▶ **Information**:
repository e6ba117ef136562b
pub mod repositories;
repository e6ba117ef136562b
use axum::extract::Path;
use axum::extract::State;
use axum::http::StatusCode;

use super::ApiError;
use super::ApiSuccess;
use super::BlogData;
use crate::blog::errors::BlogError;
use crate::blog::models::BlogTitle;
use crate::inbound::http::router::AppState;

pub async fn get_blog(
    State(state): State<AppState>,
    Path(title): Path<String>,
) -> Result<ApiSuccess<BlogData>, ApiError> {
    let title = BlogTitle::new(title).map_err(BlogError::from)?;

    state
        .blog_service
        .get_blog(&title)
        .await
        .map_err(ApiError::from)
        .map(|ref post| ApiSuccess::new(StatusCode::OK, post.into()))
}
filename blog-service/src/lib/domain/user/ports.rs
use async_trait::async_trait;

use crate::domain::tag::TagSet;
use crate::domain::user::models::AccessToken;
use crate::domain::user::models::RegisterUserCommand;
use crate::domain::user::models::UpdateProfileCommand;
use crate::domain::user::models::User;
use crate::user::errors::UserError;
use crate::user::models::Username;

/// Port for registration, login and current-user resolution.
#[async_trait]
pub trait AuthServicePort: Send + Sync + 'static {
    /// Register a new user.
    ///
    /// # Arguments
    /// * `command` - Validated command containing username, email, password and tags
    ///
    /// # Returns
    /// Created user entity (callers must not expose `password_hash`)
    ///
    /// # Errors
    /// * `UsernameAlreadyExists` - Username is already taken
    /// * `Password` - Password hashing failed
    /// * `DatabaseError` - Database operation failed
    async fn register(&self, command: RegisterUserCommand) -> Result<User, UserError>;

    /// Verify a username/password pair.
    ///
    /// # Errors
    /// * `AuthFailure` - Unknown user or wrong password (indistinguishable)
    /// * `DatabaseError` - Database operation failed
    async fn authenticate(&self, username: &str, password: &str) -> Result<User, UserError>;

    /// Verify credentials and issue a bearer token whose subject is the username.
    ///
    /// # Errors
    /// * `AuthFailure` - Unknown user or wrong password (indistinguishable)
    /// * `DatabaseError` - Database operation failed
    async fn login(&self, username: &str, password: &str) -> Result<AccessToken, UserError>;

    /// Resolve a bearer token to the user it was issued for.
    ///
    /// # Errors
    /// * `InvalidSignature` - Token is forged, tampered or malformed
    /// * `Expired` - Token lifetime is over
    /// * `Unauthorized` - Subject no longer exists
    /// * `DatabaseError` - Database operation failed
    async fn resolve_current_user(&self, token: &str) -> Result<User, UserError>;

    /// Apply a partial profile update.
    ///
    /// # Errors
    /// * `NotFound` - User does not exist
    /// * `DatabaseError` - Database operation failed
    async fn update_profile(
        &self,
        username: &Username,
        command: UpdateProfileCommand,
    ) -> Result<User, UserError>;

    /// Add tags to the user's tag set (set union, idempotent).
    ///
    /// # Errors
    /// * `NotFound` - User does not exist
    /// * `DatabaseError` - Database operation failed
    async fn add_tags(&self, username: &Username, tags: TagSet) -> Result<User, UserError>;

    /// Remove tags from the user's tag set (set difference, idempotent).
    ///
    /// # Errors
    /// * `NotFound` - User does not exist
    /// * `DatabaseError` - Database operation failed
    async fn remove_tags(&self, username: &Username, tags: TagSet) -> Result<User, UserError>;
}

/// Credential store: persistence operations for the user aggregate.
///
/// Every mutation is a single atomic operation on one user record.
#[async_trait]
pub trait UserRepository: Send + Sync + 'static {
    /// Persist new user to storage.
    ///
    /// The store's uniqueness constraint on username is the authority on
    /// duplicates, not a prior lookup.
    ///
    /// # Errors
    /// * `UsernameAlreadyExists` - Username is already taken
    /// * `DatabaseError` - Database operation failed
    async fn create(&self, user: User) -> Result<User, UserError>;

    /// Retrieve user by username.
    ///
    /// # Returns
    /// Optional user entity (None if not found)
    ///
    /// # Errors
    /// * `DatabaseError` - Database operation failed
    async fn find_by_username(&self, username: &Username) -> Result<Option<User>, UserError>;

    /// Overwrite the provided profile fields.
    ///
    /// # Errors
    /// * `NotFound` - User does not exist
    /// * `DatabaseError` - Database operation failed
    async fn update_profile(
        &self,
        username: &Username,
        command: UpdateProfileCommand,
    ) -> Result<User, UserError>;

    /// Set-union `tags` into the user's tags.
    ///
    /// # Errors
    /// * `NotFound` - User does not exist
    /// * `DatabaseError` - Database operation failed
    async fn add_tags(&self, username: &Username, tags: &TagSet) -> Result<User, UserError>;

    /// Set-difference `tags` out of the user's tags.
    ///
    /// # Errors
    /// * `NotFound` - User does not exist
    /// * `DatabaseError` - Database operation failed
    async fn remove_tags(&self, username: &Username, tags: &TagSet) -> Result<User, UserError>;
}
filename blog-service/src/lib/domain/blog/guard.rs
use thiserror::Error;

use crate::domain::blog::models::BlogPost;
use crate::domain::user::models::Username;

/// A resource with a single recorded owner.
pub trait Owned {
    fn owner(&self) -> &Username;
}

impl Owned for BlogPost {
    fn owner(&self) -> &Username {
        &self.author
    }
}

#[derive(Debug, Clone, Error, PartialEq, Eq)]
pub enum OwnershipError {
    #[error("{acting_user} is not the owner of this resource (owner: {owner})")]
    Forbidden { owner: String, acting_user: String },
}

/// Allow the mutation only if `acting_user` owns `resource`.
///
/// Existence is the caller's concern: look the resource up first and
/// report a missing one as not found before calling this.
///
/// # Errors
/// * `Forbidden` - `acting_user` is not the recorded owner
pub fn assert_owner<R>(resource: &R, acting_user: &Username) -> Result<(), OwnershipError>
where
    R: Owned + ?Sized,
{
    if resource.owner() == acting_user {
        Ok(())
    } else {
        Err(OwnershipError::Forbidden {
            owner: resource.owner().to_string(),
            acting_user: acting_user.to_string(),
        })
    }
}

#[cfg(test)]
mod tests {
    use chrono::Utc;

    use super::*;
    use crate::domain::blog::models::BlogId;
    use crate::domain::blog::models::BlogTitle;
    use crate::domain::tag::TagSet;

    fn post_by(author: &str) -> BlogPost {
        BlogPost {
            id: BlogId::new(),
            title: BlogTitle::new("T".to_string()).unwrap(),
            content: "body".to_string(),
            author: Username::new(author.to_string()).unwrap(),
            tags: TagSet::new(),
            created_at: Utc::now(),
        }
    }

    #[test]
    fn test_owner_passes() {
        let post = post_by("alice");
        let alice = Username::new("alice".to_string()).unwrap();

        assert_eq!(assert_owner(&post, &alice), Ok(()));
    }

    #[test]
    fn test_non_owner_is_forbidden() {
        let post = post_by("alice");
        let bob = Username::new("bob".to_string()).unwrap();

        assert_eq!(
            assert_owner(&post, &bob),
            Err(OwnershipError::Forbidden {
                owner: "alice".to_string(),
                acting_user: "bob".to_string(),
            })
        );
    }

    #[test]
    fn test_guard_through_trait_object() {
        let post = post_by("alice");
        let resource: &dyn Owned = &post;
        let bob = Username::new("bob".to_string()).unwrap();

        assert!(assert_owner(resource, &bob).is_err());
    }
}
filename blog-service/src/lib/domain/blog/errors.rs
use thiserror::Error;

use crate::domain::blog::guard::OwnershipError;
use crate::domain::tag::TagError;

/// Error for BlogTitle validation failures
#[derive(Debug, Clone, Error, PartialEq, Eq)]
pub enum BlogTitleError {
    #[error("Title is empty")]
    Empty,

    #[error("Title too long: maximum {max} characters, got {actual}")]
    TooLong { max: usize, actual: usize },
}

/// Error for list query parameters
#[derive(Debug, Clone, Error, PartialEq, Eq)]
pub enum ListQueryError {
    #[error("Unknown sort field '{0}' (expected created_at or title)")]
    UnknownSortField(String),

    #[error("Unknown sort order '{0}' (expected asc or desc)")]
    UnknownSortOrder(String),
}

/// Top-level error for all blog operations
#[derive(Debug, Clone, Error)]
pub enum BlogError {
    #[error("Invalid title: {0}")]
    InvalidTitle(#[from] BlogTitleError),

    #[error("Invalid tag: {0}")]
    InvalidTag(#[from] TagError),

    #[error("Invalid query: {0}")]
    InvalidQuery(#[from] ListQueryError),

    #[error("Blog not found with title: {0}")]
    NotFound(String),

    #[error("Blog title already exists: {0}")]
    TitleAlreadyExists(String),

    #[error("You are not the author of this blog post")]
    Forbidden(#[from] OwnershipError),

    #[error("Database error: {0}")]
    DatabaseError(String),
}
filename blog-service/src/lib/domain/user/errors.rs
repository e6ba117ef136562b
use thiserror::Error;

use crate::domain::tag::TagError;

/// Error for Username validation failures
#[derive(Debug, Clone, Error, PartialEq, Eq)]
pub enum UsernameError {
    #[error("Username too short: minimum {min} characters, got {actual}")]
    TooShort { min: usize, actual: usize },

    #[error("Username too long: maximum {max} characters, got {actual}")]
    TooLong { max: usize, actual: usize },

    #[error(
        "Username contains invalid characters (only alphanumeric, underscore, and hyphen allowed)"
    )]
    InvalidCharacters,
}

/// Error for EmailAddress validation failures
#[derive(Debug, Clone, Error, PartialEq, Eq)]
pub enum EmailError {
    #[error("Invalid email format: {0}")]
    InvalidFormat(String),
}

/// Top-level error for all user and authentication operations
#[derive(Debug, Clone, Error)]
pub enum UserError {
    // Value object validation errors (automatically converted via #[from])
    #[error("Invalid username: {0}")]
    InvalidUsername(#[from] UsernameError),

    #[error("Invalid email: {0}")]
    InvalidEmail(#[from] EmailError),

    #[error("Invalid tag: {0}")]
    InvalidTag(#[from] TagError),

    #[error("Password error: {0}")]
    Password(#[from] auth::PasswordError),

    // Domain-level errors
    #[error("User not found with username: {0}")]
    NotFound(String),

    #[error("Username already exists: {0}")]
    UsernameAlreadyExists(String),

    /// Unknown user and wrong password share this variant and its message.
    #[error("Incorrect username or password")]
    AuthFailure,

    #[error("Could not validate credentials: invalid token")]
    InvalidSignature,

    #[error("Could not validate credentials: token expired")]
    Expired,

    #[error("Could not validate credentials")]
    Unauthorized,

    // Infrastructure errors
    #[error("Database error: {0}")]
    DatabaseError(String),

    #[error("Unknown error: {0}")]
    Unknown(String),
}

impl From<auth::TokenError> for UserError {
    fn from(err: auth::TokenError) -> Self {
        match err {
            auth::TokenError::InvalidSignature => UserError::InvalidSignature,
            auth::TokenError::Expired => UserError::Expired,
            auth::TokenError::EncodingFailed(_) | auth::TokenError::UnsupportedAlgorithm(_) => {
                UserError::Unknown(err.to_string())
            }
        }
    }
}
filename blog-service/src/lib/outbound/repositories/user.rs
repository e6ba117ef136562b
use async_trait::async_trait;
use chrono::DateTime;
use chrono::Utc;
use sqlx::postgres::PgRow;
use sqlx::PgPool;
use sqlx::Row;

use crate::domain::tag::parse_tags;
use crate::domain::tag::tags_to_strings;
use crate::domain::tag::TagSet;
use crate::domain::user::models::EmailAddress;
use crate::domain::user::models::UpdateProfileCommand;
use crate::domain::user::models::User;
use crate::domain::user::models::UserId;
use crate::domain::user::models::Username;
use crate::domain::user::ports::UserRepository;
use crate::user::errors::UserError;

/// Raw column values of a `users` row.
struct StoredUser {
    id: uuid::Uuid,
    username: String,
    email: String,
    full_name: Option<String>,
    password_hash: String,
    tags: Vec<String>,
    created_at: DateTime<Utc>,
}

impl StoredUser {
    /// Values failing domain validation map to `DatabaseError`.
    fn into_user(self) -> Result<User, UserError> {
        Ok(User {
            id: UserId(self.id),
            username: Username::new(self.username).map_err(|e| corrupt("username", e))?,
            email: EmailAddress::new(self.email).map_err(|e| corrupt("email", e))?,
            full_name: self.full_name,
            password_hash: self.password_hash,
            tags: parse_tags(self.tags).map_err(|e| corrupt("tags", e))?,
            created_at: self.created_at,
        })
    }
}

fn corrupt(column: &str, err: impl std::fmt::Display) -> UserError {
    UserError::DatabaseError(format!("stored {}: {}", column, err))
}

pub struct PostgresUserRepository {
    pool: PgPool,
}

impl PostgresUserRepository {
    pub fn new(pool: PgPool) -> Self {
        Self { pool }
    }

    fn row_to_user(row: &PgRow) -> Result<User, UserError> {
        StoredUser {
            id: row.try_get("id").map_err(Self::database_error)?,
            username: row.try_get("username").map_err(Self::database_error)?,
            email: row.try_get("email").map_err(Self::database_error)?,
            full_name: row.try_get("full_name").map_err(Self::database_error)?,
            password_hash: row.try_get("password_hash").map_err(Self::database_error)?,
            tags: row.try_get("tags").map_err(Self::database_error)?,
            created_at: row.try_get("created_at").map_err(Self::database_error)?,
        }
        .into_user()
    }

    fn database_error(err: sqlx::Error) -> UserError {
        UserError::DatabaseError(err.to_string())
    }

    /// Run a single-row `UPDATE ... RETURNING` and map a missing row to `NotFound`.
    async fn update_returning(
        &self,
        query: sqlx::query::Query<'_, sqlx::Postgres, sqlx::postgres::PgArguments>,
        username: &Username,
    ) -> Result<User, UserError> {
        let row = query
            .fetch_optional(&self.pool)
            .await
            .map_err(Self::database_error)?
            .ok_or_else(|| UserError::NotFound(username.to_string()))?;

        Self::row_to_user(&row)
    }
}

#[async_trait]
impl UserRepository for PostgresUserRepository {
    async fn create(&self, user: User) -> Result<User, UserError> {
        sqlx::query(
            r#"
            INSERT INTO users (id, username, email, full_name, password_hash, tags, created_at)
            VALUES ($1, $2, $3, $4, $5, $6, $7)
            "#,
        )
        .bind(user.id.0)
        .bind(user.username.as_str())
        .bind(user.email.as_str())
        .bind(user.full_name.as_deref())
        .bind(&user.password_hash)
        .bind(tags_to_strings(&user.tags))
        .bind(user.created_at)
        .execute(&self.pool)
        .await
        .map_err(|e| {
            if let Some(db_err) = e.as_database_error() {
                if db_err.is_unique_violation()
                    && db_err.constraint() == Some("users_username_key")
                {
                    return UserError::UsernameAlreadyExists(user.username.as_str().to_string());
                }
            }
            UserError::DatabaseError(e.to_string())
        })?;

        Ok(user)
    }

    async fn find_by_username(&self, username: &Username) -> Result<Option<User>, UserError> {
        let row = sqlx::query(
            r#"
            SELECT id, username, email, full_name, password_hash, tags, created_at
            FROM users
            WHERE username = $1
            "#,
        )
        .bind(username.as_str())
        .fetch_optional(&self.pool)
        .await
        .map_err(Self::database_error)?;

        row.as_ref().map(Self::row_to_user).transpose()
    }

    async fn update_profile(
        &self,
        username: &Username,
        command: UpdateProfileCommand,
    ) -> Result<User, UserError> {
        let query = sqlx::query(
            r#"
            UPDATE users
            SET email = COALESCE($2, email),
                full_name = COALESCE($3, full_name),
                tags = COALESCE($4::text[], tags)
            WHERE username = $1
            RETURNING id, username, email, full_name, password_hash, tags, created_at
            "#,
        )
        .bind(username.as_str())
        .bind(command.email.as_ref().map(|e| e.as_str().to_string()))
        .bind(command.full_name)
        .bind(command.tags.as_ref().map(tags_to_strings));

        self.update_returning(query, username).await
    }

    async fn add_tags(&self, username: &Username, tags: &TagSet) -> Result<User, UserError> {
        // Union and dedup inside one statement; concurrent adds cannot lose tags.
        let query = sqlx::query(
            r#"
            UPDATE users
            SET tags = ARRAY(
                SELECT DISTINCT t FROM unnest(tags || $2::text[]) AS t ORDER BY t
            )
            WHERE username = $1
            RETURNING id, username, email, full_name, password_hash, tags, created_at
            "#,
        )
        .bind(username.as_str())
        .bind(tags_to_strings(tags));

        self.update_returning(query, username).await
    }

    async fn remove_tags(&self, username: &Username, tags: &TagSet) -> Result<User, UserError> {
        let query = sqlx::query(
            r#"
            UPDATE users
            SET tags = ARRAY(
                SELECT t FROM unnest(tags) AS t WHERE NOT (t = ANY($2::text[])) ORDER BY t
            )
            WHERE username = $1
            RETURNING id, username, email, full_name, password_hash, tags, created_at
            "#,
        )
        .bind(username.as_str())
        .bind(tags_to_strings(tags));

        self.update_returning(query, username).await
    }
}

▶ **Task goal**: Find the line with "pub enum EmailError" in the material above. Reproduce it and each line after it up to and including the line with "converted via #[from])".

▶ **Solved exercise**:
pub enum EmailError {
    #[error("Invalid email format: {0}")]
    InvalidFormat(String),
}

/// Top-level error for all user and authentication operations
#[derive(Debug, Clone, Error)]
pub enum UserError {
    // Value object validation errors (automatically converted via #[from])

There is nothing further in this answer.